Las mujeres fueron decisivas para inclinar la balanza contra Kast y su discurso conservador.

En 2018, la desobediencia civil feminista arrasó en Chile. Estudiantes universitarios protestaron contra el acoso sexual y la violencia de género, bajo la etiqueta #EducaciónNoSexista, y exigieron el fin de la cultura del machismo. Esta movilización feminista agudizó el cuestionamiento del modelo chileno de desarrollo, pero más que eso, empoderó políticamente a las mujeres. En 2021, cuando Boric y Kast se enfrentaban en la segunda vuelta de las elecciones presidenciales, las mujeres fueron decisivas para inclinar la balanza contra Kast y su discurso conservador.

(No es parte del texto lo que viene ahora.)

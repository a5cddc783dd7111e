//! Bounded history of outgoing lines with consecutive-duplicate suppression.

use std::collections::VecDeque;

/// Default number of lines remembered.
pub const DEFAULT_HISTORY_SIZE: usize = 50;

/// Ring buffer of lines written to the server.
#[derive(Clone, Debug)]
pub struct OutgoingHistory {
    lines: VecDeque<String>,
    capacity: usize,
    no_duplicates: bool,
}

/// PONG replies are recorded but never compared or suppressed.
fn is_keepalive(line: &str) -> bool {
    let command = line.split(' ').next().unwrap_or_default();
    command.eq_ignore_ascii_case("PONG")
}

impl OutgoingHistory {
    /// Create a history holding at most `capacity` lines.
    pub fn new(capacity: usize, no_duplicates: bool) -> Self {
        Self {
            lines: VecDeque::with_capacity(capacity.min(1024)),
            capacity: capacity.max(1),
            no_duplicates,
        }
    }

    /// Record `line` unless it repeats the last non-keepalive line while
    /// duplicate suppression is on. Returns whether the line should go out.
    pub fn record(&mut self, line: &str) -> bool {
        if self.no_duplicates && !is_keepalive(line) && self.last_non_keepalive() == Some(line) {
            return false;
        }
        if self.lines.len() == self.capacity {
            self.lines.pop_front();
        }
        self.lines.push_back(line.to_string());
        true
    }

    fn last_non_keepalive(&self) -> Option<&str> {
        self.lines
            .iter()
            .rev()
            .map(String::as_str)
            .find(|l| !is_keepalive(l))
    }

    /// Oldest-first view of what was sent.
    pub fn lines(&self) -> impl Iterator<Item = &str> {
        self.lines.iter().map(String::as_str)
    }

    /// Number of remembered lines.
    pub fn len(&self) -> usize {
        self.lines.len()
    }

    /// Whether nothing has been sent yet.
    pub fn is_empty(&self) -> bool {
        self.lines.is_empty()
    }
}

impl Default for OutgoingHistory {
    fn default() -> Self {
        Self::new(DEFAULT_HISTORY_SIZE, true)
    }
}
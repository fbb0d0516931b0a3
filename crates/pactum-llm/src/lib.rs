//! Pactum LLM Provider Layer
//!
//! Pluggable generative text providers behind the `LlmProvider` trait from `pactum-domain`.
//!
//! # Providers
//!
//! - `MockProvider`: Deterministic mock for testing
//! - `OllamaProvider`: Local Ollama API integration
//!
//! # Examples
//!
//! ```
//! use pactum_llm::MockProvider;
//! use pactum_domain::{GenerationOptions, LlmProvider};
//!
//! let provider = MockProvider::new("clause");
//! let result = provider.generate("classify this", &GenerationOptions::default()).unwrap();
//! assert_eq!(result, "clause");
//! ```

#![warn(missing_docs)]

pub mod ollama;

use pactum_domain::{GenerationOptions, LlmProvider};
use std::sync::{Arc, Mutex, MutexGuard};
use std::time::Duration;
use thiserror::Error;

pub use ollama::OllamaProvider;

/// Errors that can occur during LLM operations
#[derive(Error, Debug)]
pub enum LlmError {
    /// Network or API communication error
    #[error("Communication error: {0}")]
    Communication(String),

    /// Invalid response from LLM
    #[error("Invalid response: {0}")]
    InvalidResponse(String),

    /// Rate limit exceeded
    #[error("Rate limit exceeded")]
    RateLimitExceeded,

    /// Model not available
    #[error("Model not available: {0}")]
    ModelNotAvailable(String),

    /// Generic error
    #[error("LLM error: {0}")]
    Other(String),
}

#[derive(Debug, Clone)]
enum MockReply {
    Text(String),
    Fail,
}

#[derive(Debug, Default)]
struct MockState {
    rules: Vec<(String, MockReply)>,
    call_count: usize,
    last_options: Option<GenerationOptions>,
    prompts: Vec<String>,
}

/// Mock LLM provider for deterministic testing
///
/// Returns pre-configured replies without any network calls. Rules match when the prompt
/// contains the registered fragment; the first registered match wins, otherwise the default
/// reply is returned.
///
/// # Examples
///
/// ```
/// use pactum_llm::MockProvider;
/// use pactum_domain::{GenerationOptions, LlmProvider};
///
/// let options = GenerationOptions::default();
/// let mut provider = MockProvider::new("other");
/// provider.add_response("SIGNATURE", "signature");
/// provider.add_error("broken");
///
/// assert_eq!(provider.generate("...IN WITNESS WHEREOF... SIGNATURE", &options).unwrap(), "signature");
/// assert!(provider.generate("a broken prompt", &options).is_err());
/// assert_eq!(provider.generate("anything else", &options).unwrap(), "other");
/// ```
#[derive(Debug, Clone)]
pub struct MockProvider {
    default_response: String,
    model: String,
    delay: Option<Duration>,
    state: Arc<Mutex<MockState>>,
}

impl MockProvider {
    /// Create a new MockProvider with a fixed reply for all prompts
    pub fn new(response: impl Into<String>) -> Self {
        Self {
            default_response: response.into(),
            model: "mock".to_string(),
            delay: None,
            state: Arc::new(Mutex::new(MockState::default())),
        }
    }

    /// Create a provider that fails every call
    pub fn failing() -> Self {
        let mut provider = Self::new("");
        provider.add_error("");
        provider
    }

    /// Reply with `response` whenever the prompt contains `fragment`
    pub fn add_response(&mut self, fragment: impl Into<String>, response: impl Into<String>) {
        self.lock()
            .rules
            .push((fragment.into(), MockReply::Text(response.into())));
    }

    /// Fail whenever the prompt contains `fragment`
    pub fn add_error(&mut self, fragment: impl Into<String>) {
        self.lock().rules.push((fragment.into(), MockReply::Fail));
    }

    /// Sleep for `delay` before answering, to exercise timeouts
    pub fn with_delay(mut self, delay: Duration) -> Self {
        self.delay = Some(delay);
        self
    }

    /// Override the reported model name
    pub fn with_model_name(mut self, model: impl Into<String>) -> Self {
        self.model = model.into();
        self
    }

    /// Get the number of times generate was called
    pub fn call_count(&self) -> usize {
        self.lock().call_count
    }

    /// Options passed on the most recent call
    pub fn last_options(&self) -> Option<GenerationOptions> {
        self.lock().last_options
    }

    /// Every prompt received so far, in call order
    pub fn prompts(&self) -> Vec<String> {
        self.lock().prompts.clone()
    }

    fn lock(&self) -> MutexGuard<'_, MockState> {
        self.state.lock().unwrap_or_else(|poisoned| poisoned.into_inner())
    }
}

impl Default for MockProvider {
    fn default() -> Self {
        Self::new("Default mock response")
    }
}

impl LlmProvider for MockProvider {
    type Error = LlmError;

    fn generate(&self, prompt: &str, options: &GenerationOptions) -> Result<String, Self::Error> {
        let reply = {
            let mut state = self.lock();
            state.call_count += 1;
            state.last_options = Some(*options);
            state.prompts.push(prompt.to_string());
            state
                .rules
                .iter()
                .find(|(fragment, _)| prompt.contains(fragment.as_str()))
                .map(|(_, reply)| reply.clone())
        };

        if let Some(delay) = self.delay {
            std::thread::sleep(delay);
        }

        match reply {
            Some(MockReply::Fail) => Err(LlmError::Other("Mock error".to_string())),
            Some(MockReply::Text(text)) => Ok(text),
            None => Ok(self.default_response.clone()),
        }
    }

    fn model_name(&self) -> &str {
        &self.model
    }
}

Finalmente, los movimientos mapuches de los habitantes indígenas del centro-sur de Chile, que surgieron con fuerza en la década de 1990, han seguido presionando por cambios en el modelo de Estado-nación, para lograr una mayor autonomía y la restitución de sus tierras ancestrales.

Todos estos diferentes hilos de movilización masiva generaron presión dentro del sistema político, que finalmente explotó, como una olla a presión, en las calles de Santiago el 18 de octubre de 2019.

Nueva constitución

El principal efecto político de la explosión de la olla a presión fue que creó las condiciones adecuadas para el cambio constitucional. A diferencia de otros países de la región, Chile tuvo una transición incompleta a la democracia después de la dictadura, y la constitución creada en la era de Pinochet siguió definiendo a la nación.

Boric y sus aliados y simpatizantes habían criticado durante mucho tiempo la constitución, y el modelo de libre mercado de Chile, por limitar la voluntad del pueblo, privatizar los derechos sociales y favorecer a los ricos y privilegiados a expensas de todos los demás.

Las protestas de 2019, que ocurrieron casi a diario en todo el país, no arrojaron una demanda clara, pero se hizo evidente que no se pueden encontrar soluciones sin una nueva constitución. El 15 de noviembre de 2019, el Congreso llegó a un acuerdo para reformar la constitución, con Boric apoyando la decisión, a pesar de la oposición de su partido Convergencia Social y las fuertes reservas de grupos activistas.